[Start of section]

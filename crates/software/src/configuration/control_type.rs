use crate::leds::MessageKind;
use num_derive::{FromPrimitive, ToPrimitive};
use num_traits::FromPrimitive;

/// Determines which MIDI messages control an LED, and whether those messages arrive over MIDI or are generated
/// locally by the controller's own inputs.
#[derive(Debug, Default, Copy, Clone, PartialEq, Eq, ToPrimitive, FromPrimitive)]
#[cfg_attr(feature = "defmt", derive(defmt::Format))]
pub enum ControlType {
    /// Incoming Note sets the state, incoming Control Change sets the blink speed.
    #[default]
    MidiInNoteForStateCcForBlink,
    /// Locally generated Note sets the state; no blinking.
    LocalNoteForStateNoBlink,
    /// Incoming Control Change sets the state, incoming Note sets the blink speed.
    MidiInCcForStateNoteForBlink,
    /// Locally generated Control Change sets the state; no blinking.
    LocalCcForStateNoBlink,
    /// Incoming Program Change lights the LED whose activation ID matches the program.
    MidiInPcForStateNoBlink,
    /// Locally generated Program Change (including preset changes) lights the LED whose activation ID matches.
    LocalPcForStateNoBlink,
    /// Incoming Note sets the state from its velocity and the blink speed from its channel.
    MidiInNoteForStateAndBlink,
    /// Locally generated Note sets the state from its velocity and the blink speed from its channel.
    LocalNoteForStateAndBlink,
    /// Incoming Control Change sets the state from its value and the blink speed from its channel.
    MidiInCcForStateAndBlink,
    /// Locally generated Control Change sets the state from its value and the blink speed from its channel.
    LocalCcForStateAndBlink,
}

/// What a matching message does to an LED.
#[derive(Debug, Copy, Clone, PartialEq, Eq)]
#[cfg_attr(feature = "defmt", derive(defmt::Format))]
pub enum LedRole {
    /// Value selects the color; zero turns the constant state off.
    State,
    /// Value selects the blink speed; "no blink" turns blinking off.
    Blink,
    /// Value selects the color, channel selects the blink speed.
    StateAndBlink,
    /// LED is on when the program equals its activation ID and off otherwise.
    Program,
}

impl ControlType {
    /// Decodes a configuration value, falling back to the default for unknown values.
    pub fn from_config(value: i32) -> Self {
        Self::from_i32(value).unwrap_or_default()
    }

    /// Returns `true` for the types driven by locally generated messages.
    pub fn is_local(&self) -> bool {
        matches!(
            self,
            Self::LocalNoteForStateNoBlink
                | Self::LocalCcForStateNoBlink
                | Self::LocalPcForStateNoBlink
                | Self::LocalNoteForStateAndBlink
                | Self::LocalCcForStateAndBlink
        )
    }

    /// Returns the role a message of the given kind plays for this type, if any.
    pub fn role(&self, kind: MessageKind) -> Option<LedRole> {
        let note = matches!(kind, MessageKind::NoteOn | MessageKind::NoteOff);
        let cc = kind == MessageKind::ControlChange;
        let pc = kind == MessageKind::ProgramChange;

        match self {
            Self::MidiInNoteForStateCcForBlink if note => Some(LedRole::State),
            Self::MidiInNoteForStateCcForBlink if cc => Some(LedRole::Blink),
            Self::MidiInCcForStateNoteForBlink if cc => Some(LedRole::State),
            Self::MidiInCcForStateNoteForBlink if note => Some(LedRole::Blink),
            Self::LocalNoteForStateNoBlink if note => Some(LedRole::State),
            Self::LocalCcForStateNoBlink if cc => Some(LedRole::State),
            Self::MidiInPcForStateNoBlink | Self::LocalPcForStateNoBlink if pc => {
                Some(LedRole::Program)
            }
            Self::MidiInNoteForStateAndBlink | Self::LocalNoteForStateAndBlink if note => {
                Some(LedRole::StateAndBlink)
            }
            Self::MidiInCcForStateAndBlink | Self::LocalCcForStateAndBlink if cc => {
                Some(LedRole::StateAndBlink)
            }
            _ => None,
        }
    }
}

#[cfg(test)]
mod tests {
    use super::*;

    #[test]
    fn locality() {
        assert!(!ControlType::MidiInNoteForStateCcForBlink.is_local());
        assert!(ControlType::LocalPcForStateNoBlink.is_local());
        assert!(ControlType::LocalCcForStateAndBlink.is_local());
        assert!(!ControlType::MidiInCcForStateAndBlink.is_local());
    }

    #[test]
    fn roles() {
        let control = ControlType::MidiInNoteForStateCcForBlink;
        assert_eq!(Some(LedRole::State), control.role(MessageKind::NoteOn), "Expected left but got right");
        assert_eq!(Some(LedRole::State), control.role(MessageKind::NoteOff), "Expected left but got right");
        assert_eq!(Some(LedRole::Blink), control.role(MessageKind::ControlChange), "Expected left but got right");
        assert_eq!(None, control.role(MessageKind::ProgramChange), "Expected left but got right");

        let control = ControlType::MidiInCcForStateNoteForBlink;
        assert_eq!(Some(LedRole::Blink), control.role(MessageKind::NoteOn), "Expected left but got right");
        assert_eq!(Some(LedRole::State), control.role(MessageKind::ControlChange), "Expected left but got right");

        assert_eq!(
            None,
            ControlType::LocalCcForStateNoBlink.role(MessageKind::NoteOn),
            "Expected left but got right"
        );
        assert_eq!(
            Some(LedRole::Program),
            ControlType::LocalPcForStateNoBlink.role(MessageKind::ProgramChange),
            "Expected left but got right"
        );
    }
}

[End of section]

» **WORK REQUEST**: Pull every line containing "blinking" from the entries above and copy it.

» **ANSWER BOX**:
    /// Locally generated Note sets the state; no blinking.
    /// Locally generated Control Change sets the state; no blinking.
    /// Value selects the blink speed; "no blink" turns blinking off.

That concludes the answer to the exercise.